Máximo Flórez y Valentina Flórez entrevistan a Camilo Sabogal
¿Cómo nacen las obras que veremos en la exposición?
Descubro un proceso que me seduce y decido fluir con él, que me muestre su propia interpretación del mundo. No busco hacer las gamas tonales correctas ni adecuadas, ni el control preciso y la perfección de la técnica. Vivo en un continuo descubrimiento con los procesos y ese, en particular, me asombra.
Vuelvo al inicio, a mi pasión principal, el paisaje, y retorno a mi lugar favorito, el páramo, ese vasto territorio, quieto y silencioso, lleno de vida. Y retorno al páramo con mi nueva herramienta de transmitir mi emoción a través de la imagen, y dejo que el proceso comparta su sentir. Intervengo hasta donde puedo y dejo que este ponga el resto.
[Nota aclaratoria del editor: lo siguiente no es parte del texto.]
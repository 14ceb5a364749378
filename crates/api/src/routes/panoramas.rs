use axum::routing::get;
use axum::Router;

use crate::handlers::panoramas;
use crate::state::AppState;

/// Routes mounted at `/panoramas`.
pub fn router() -> Router<AppState> {
    Router::new().route("/{job_id}/{file_name}", get(panoramas::get_panorama))
}
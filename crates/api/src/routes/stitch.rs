use axum::routing::post;
use axum::Router;

use crate::handlers::stitch;
use crate::state::AppState;

/// Routes mounted at `/stitch`.
///
/// ```text
/// POST   /                -> stitch
/// POST   /upload          -> stitch_upload
/// ```
pub fn router() -> Router<AppState> {
    Router::new()
        .route("/", post(stitch::stitch))
        .route("/upload", post(stitch::stitch_upload))
}
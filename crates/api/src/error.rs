use axum::http::StatusCode;
use axum::response::{IntoResponse, Response};
use pivot_core::error::CoreError;
use pivot_core::failure::JobFailure;
use pivot_core::store::StoreError;
use pivot_core::trace::TraceEntry;
use pivot_core::types::JobId;
use serde_json::json;

/// Application-level error type for HTTP handlers.
///
/// Implements [`IntoResponse`] to produce consistent JSON error responses
/// of the form `{ "error": ..., "code": ... }`. Job failures additionally
/// carry `detail`, `jobId` and the job's trace.
#[derive(Debug, thiserror::Error)]
pub enum AppError {
    /// A domain-level error from `pivot_core`.
    #[error(transparent)]
    Core(#[from] CoreError),

    /// The job store could not be read or written.
    #[error(transparent)]
    Store(#[from] StoreError),

    /// A stitching job ran and failed.
    #[error("{failure}")]
    Job {
        job_id: JobId,
        failure: JobFailure,
        trace: Vec<TraceEntry>,
    },

    #[error("Bad request: {0}")]
    BadRequest(String),

    #[error("Not found: {0}")]
    NotFound(String),

    #[error("Internal error: {0}")]
    InternalError(String),
}

/// Convenience type alias for handler return values.
pub type AppResult<T> = Result<T, AppError>;

impl From<validator::ValidationErrors> for AppError {
    fn from(errors: validator::ValidationErrors) -> Self {
        AppError::Core(CoreError::Validation(errors.to_string()))
    }
}

impl IntoResponse for AppError {
    fn into_response(self) -> Response {
        let (status, code, message) = match &self {
            // --- CoreError variants ---
            AppError::Core(core) => match core {
                CoreError::NotFound(id) => (
                    StatusCode::NOT_FOUND,
                    "NOT_FOUND",
                    format!("Job {id} not found"),
                ),
                CoreError::Validation(msg) => {
                    (StatusCode::BAD_REQUEST, "VALIDATION_ERROR", msg.clone())
                }
                CoreError::Conflict(msg) => (StatusCode::CONFLICT, "CONFLICT", msg.clone()),
                CoreError::Internal(msg) => {
                    tracing::error!(error = %msg, "Internal core error");
                    internal()
                }
            },

            AppError::Store(err) => {
                tracing::error!(error = %err, "Job store error");
                internal()
            }

            // --- Job failures keep their own envelope ---
            AppError::Job {
                job_id,
                failure,
                trace,
            } => {
                let status = StatusCode::from_u16(failure.kind.http_status())
                    .unwrap_or(StatusCode::INTERNAL_SERVER_ERROR);
                let mut body = json!({
                    "error": failure.message,
                    "code": failure.kind.code(),
                    "jobId": job_id,
                    "trace": trace,
                });
                if let Some(detail) = &failure.detail {
                    body["detail"] = json!(detail);
                }
                return (status, axum::Json(body)).into_response();
            }

            // --- HTTP-specific errors ---
            AppError::BadRequest(msg) => (StatusCode::BAD_REQUEST, "BAD_REQUEST", msg.clone()),
            AppError::NotFound(msg) => (StatusCode::NOT_FOUND, "NOT_FOUND", msg.clone()),
            AppError::InternalError(msg) => {
                tracing::error!(error = %msg, "Internal error");
                internal()
            }
        };

        let body = json!({
            "error": message,
            "code": code,
        });

        (status, axum::Json(body)).into_response()
    }
}

fn internal() -> (StatusCode, &'static str, String) {
    (
        StatusCode::INTERNAL_SERVER_ERROR,
        "INTERNAL_ERROR",
        "An internal error occurred".to_string(),
    )
}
¿Cómo es el proceso técnico que emplea en la toma de las fotografías?
En principio, es daguerrotipia con revelado Becquerel. Desde el purismo no se catalogaría como daguerrotipo, pues en cambio de cobre plateado utilizo espejos de plata en vidrio. Para mí es daguerrotipo sobre espejo de plata. El revelado Becquerel es una variante del proceso que utiliza luz a través de un filtro rojo para revelar la imagen, a cambio de los vapores de mercurio del proceso original. Esta forma de revelado genera contrastes y tonalidades diferentes del proceso mercurial, que parece que tuviera más detractores que adeptos. Es un proceso del que me enamoré. Son tomas directas, copia única.
¿Qué impacto considera que tiene el programa Imagen Regional en su proceso artístico?
Es un impacto muy importante. Es una gran oportunidad de visibilizar el trabajo que vengo haciendo desde años atrás, con la idea de rescatar y mantener viva la memoria de estos procesos y de mostrar su vigencia en este momento histórico. Es un registro en la historia de la fotografía del país, en esta línea de trabajo experimental con la fotografía química. Una oportunidad de compartir, así como de recibir retroalimentación, aparte de que se muestra en otra región del país.